You Probably Don't Know Where American-Style Tacos Came From

American tacos are your typical taco night fare – they're known for having hard, crispy shells, and are usually filled with ground beef and piled high with toppings like lettuce, tomato, and shredded cheese. However, they're nothing like authentic Mexican tacos, which use corn tortillas and have much simpler toppings, usually just fresh cilantro and white onion, according to Food and Wine. So since American-style tacos are almost completely different, how did they evolve and where did they come from?

While the two definitely aren't the same, Mexican cuisine still had a strong influence on American tacos. History professor Jeffrey Pilcher told Smithsonian Magazine that the earliest mention of tacos he could uncover appeared in a 1905 newspaper. Immigrants from Mexico were coming to the U.S. and establishing themselves, and tacos and other Mexican foods were starting to increase in popularity as street foods. Part of the change in ingredients came from what was available in the U.S. compared to what ingredients were available in Mexico – that's partly how hamburger meat replaced organ meat in American tacos, and lettuce, tomato, and cheese became toppings. While taco fillings and toppings evolved from what was already available and popular in the U.S., it's a little harder to pin down exactly where the hard shells that American tacos are known for came from.

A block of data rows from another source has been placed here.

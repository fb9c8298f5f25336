// Dotflow
// Copyright (C) 2025 Synerthink

// This program is free software: you can redistribute it and/or modify
// it under the terms of the GNU Affero General Public License as published by
// the Free Software Foundation, either version 3 of the License, or
// (at your option) any later version.

// This program is distributed in the hope that it will be useful,
// but WITHOUT ANY WARRANTY; without even the implied warranty of
// MERCHANTABILITY or FITNESS FOR A PARTICULAR PURPOSE.  See the
// GNU Affero General Public License for more details.

// You should have received a copy of the GNU Affero General Public License
// along with this program.  If not, see <http://www.gnu.org/licenses/>.

use super::blob::{decode_blob, encode_blob, read_blob};
use super::part::{DeclaredMeta, Fingerprint, PartKind, StoredPart};
use crate::context::WorkspaceContext;
use crate::fs::write_atomic;
use crate::script::{Module, Stmt, parse_module};
use serde::{Deserialize, Serialize};
use sha3::{Digest, Sha3_256};
use std::collections::{BTreeMap, HashMap};
use tracing::{debug, warn};

const PARTS_FILE: &str = "parts.bin";
const TIMES_FILE: &str = "times.bin";

/// The refreshed view of one script: its parts with per-part modification
/// times in epoch nanoseconds.
#[derive(Debug, Clone)]
pub struct ModuleRecord {
    pub parts: BTreeMap<String, StoredPart>,
    pub times: BTreeMap<String, u64>,
    pub script_mtime: u64,
}

/// Times artifact. `parts_hash` ties it to the exact bytes of the parts
/// artifact it was computed against; a mismatch means the pair is stale as
/// a whole and both are rebuilt.
#[derive(Debug, Serialize, Deserialize)]
struct TimesBlob {
    script_mtime: u64,
    times: BTreeMap<String, u64>,
    parts_hash: [u8; 32],
}

struct Slot {
    checked_mtime: u64,
    record: Option<ModuleRecord>,
}

/// Store of per-operation modification times, one cache directory per
/// script under `modules/`.
///
/// Access goes through [`OperationStore::record`], which refreshes the
/// persisted artifacts against the script file: unchanged parts keep their
/// recorded time, changed or new parts take the script's mtime. A script
/// that fails to parse yields `None` and leaves the previous artifacts in
/// place.
pub struct OperationStore {
    ctx: WorkspaceContext,
    slots: HashMap<String, Slot>,
}

impl OperationStore {
    pub fn new(ctx: WorkspaceContext) -> Self {
        Self { ctx, slots: HashMap::new() }
    }

    /// The current record for `script` (a workspace-relative path), or
    /// `None` when the script is missing or unparseable.
    pub fn record(&mut self, script: &str) -> Option<&ModuleRecord> {
        let Ok(script_mtime) = self.ctx.fs().mtime(&self.ctx.abs(script)) else {
            self.slots.remove(script);
            return None;
        };
        let fresh = match self.slots.get(script) {
            Some(slot) => slot.checked_mtime == script_mtime,
            None => false,
        };
        if !fresh {
            let record = self.refresh(script, script_mtime);
            self.slots.insert(script.to_string(), Slot { checked_mtime: script_mtime, record });
        }
        self.slots.get(script).and_then(|s| s.record.as_ref())
    }

    /// Modification time of one operation, `None` when the script or the
    /// operation does not exist.
    pub fn operation_time(&mut self, script: &str, part: &str) -> Option<u64> {
        self.record(script).and_then(|r| r.times.get(part).copied())
    }

    /// Drop the memoized view of `script`, forcing a re-read on next access.
    pub fn invalidate(&mut self, script: &str) {
        self.slots.remove(script);
    }

    fn refresh(&self, script: &str, script_mtime: u64) -> Option<ModuleRecord> {
        let fs = self.ctx.fs();
        let dir = self.ctx.module_cache_dir(script);
        let parts_path = dir.join(PARTS_FILE);
        let times_path = dir.join(TIMES_FILE);

        let parts_bytes = fs.read(&parts_path).ok();
        let cached_parts: Option<BTreeMap<String, StoredPart>> =
            parts_bytes.as_deref().and_then(|b| decode_blob(b));
        let times: Option<TimesBlob> = read_blob(fs, &times_path);

        let cached = match (cached_parts, times, parts_bytes) {
            (Some(parts), Some(tb), Some(bytes)) => {
                let digest: [u8; 32] = Sha3_256::digest(&bytes).into();
                if tb.parts_hash == digest {
                    Some((parts, tb))
                } else {
                    debug!(
                        script,
                        stored = %hex::encode(&tb.parts_hash[..8]),
                        actual = %hex::encode(&digest[..8]),
                        "operation cache hash mismatch, rebuilding"
                    );
                    None
                }
            }
            _ => None,
        };

        if let Some((parts, tb)) = &cached {
            if script_mtime <= tb.script_mtime {
                return Some(ModuleRecord {
                    parts: parts.clone(),
                    times: tb.times.clone(),
                    script_mtime: tb.script_mtime,
                });
            }
        }

        let source = fs.read(&self.ctx.abs(script)).ok()?;
        let module = match parse_module(&String::from_utf8_lossy(&source)) {
            Ok(m) => m,
            Err(e) => {
                warn!(script, error = %e, "script does not parse, keeping previous store");
                return None;
            }
        };
        let new_parts = parts_of(&module);

        let mut new_times = BTreeMap::new();
        for (name, part) in &new_parts {
            let kept = cached.as_ref().and_then(|(old_parts, tb)| {
                let old = old_parts.get(name)?;
                if old.fingerprint == part.fingerprint { tb.times.get(name).copied() } else { None }
            });
            new_times.insert(name.clone(), kept.unwrap_or(script_mtime));
        }
        debug!(script, parts = new_parts.len(), "refreshed operation store");

        self.persist(script, &new_parts, &new_times, script_mtime);
        Some(ModuleRecord { parts: new_parts, times: new_times, script_mtime })
    }

    fn persist(
        &self,
        script: &str,
        parts: &BTreeMap<String, StoredPart>,
        times: &BTreeMap<String, u64>,
        script_mtime: u64,
    ) {
        let fs = self.ctx.fs();
        let dir = self.ctx.module_cache_dir(script);
        let Some(parts_framed) = encode_blob(parts) else { return };
        let parts_hash: [u8; 32] = Sha3_256::digest(&parts_framed).into();
        let tb = TimesBlob { script_mtime, times: times.clone(), parts_hash };
        let Some(times_framed) = encode_blob(&tb) else { return };
        if write_atomic(fs, &dir.join(PARTS_FILE), &parts_framed).is_err()
            || write_atomic(fs, &dir.join(TIMES_FILE), &times_framed).is_err()
        {
            warn!(script, "failed to persist operation store");
        }
    }
}

/// Top-level parts of a module: functions and bindings, by name. A name
/// defined twice keeps its last definition.
fn parts_of(module: &Module) -> BTreeMap<String, StoredPart> {
    let mut parts = BTreeMap::new();
    for stmt in &module.items {
        match stmt {
            Stmt::Fn(def) => {
                parts.insert(
                    def.name.clone(),
                    StoredPart {
                        kind: PartKind::Function,
                        fingerprint: Fingerprint::of_function(def),
                        meta: DeclaredMeta::from_function(def),
                    },
                );
            }
            Stmt::Let { name, value } => {
                parts.insert(
                    name.clone(),
                    StoredPart {
                        kind: PartKind::Binding,
                        fingerprint: Fingerprint::of_binding(value),
                        meta: DeclaredMeta::default(),
                    },
                );
            }
            _ => {}
        }
    }
    parts
}

#[cfg(test)]
mod tests {
    use super::*;
    use crate::context::LayoutConfig;
    use tempfile::TempDir;

    fn setup() -> (TempDir, WorkspaceContext) {
        let dir = TempDir::new().unwrap();
        let ctx = WorkspaceContext::new(LayoutConfig::new(dir.path())).unwrap();
        (dir, ctx)
    }

    fn write_script(ctx: &WorkspaceContext, rel: &str, src: &str, mtime: u64) {
        let path = ctx.abs(rel);
        ctx.fs().write(&path, src.as_bytes()).unwrap();
        ctx.fs().set_mtime(&path, mtime).unwrap();
    }

    const T0: u64 = 1_600_000_000_000_000_000;
    const T1: u64 = 1_600_000_100_000_000_000;

    #[test]
    fn test_unchanged_part_keeps_time() {
        let (_dir, ctx) = setup();
        write_script(
            &ctx,
            "gen.flow",
            "fn a() { run() }\nfn b() { old() }",
            T0,
        );
        let mut store = OperationStore::new(ctx.clone());
        assert_eq!(store.operation_time("gen.flow", "a"), Some(T0));
        assert_eq!(store.operation_time("gen.flow", "b"), Some(T0));

        // Edit only `b`.
        write_script(
            &ctx,
            "gen.flow",
            "fn a() { run() }\nfn b() { new() }",
            T1,
        );
        store.invalidate("gen.flow");
        assert_eq!(store.operation_time("gen.flow", "a"), Some(T0));
        assert_eq!(store.operation_time("gen.flow", "b"), Some(T1));
    }

    #[test]
    fn test_persisted_across_instances() {
        let (_dir, ctx) = setup();
        write_script(&ctx, "gen.flow", "fn a() { run() }", T0);
        OperationStore::new(ctx.clone()).record("gen.flow").unwrap();

        let mut second = OperationStore::new(ctx.clone());
        assert_eq!(second.operation_time("gen.flow", "a"), Some(T0));
    }

    #[test]
    fn test_parse_failure_returns_none() {
        let (_dir, ctx) = setup();
        write_script(&ctx, "gen.flow", "fn broken( {", T0);
        let mut store = OperationStore::new(ctx.clone());
        assert!(store.record("gen.flow").is_none());
    }

    #[test]
    fn test_missing_script_returns_none() {
        let (_dir, ctx) = setup();
        let mut store = OperationStore::new(ctx);
        assert!(store.record("ghost.flow").is_none());
    }

    #[test]
    fn test_corrupt_cache_self_heals() {
        let (_dir, ctx) = setup();
        write_script(&ctx, "gen.flow", "fn a() { run() }", T0);
        let mut store = OperationStore::new(ctx.clone());
        store.record("gen.flow").unwrap();

        let parts_path = ctx.module_cache_dir("gen.flow").join("parts.bin");
        ctx.fs().write(&parts_path, b"garbage").unwrap();
        let mut second = OperationStore::new(ctx.clone());
        assert_eq!(second.operation_time("gen.flow", "a"), Some(T0));
    }

    #[test]
    fn test_mismatched_parts_blob_rebuilds() {
        let (_dir, ctx) = setup();
        write_script(&ctx, "gen.flow", "fn a() { run() }", T0);
        write_script(&ctx, "other.flow", "fn z() { other() }", T0);
        let mut store = OperationStore::new(ctx.clone());
        store.record("gen.flow").unwrap();
        store.record("other.flow").unwrap();

        // A well-formed parts blob that does not match the times artifact's
        // integrity hash must be treated as corrupt.
        let foreign = ctx.fs().read(&ctx.module_cache_dir("other.flow").join("parts.bin")).unwrap();
        ctx.fs().write(&ctx.module_cache_dir("gen.flow").join("parts.bin"), &foreign).unwrap();

        let mut second = OperationStore::new(ctx.clone());
        assert_eq!(second.operation_time("gen.flow", "a"), Some(T0));
        assert!(second.operation_time("gen.flow", "z").is_none());
    }
}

Where did the hard shells come from?

According to Mel Magazine, there isn't an individual inventor of hard shell tacos. In the U.S., the first recipe published in English for tacos was in The L.A. Times and calls for a hard shell. And according to Twisted Taco, the fried, hard shell tacos most people know and love first came about in the 1940s and were patented by Mexicans to speed up the process of making taco shells.

However, while immigrants from Mexico can claim creation rights for the hard shell, Taco Bell is what made them popular across the country. According to professor Jeffrey Pilcher, Glen Bell, the founder of Taco Bell, learned everything he knew about tacos from Mexican immigrants. The original patents for hard taco shells were given to Mexican restaurants in the 1940s, but Bell tried to claim he invented them and patent the process in the 1950s. The hard shells were key to popularizing American-style tacos and turning them into fast food because they keep much longer than corn tortillas, which makes it much easier to cook a big batch and have them ready to fill to order.

While American-style tacos were born from Mexican-American fusion, today, authentic Mexican tacos are definitely gaining popularity in the U.S. Now, it's a lot more common to find Mexican restaurants using traditional ingredients instead of American ones. While American-style tacos still have their place in our hearts, they definitely weren't a strictly American creation.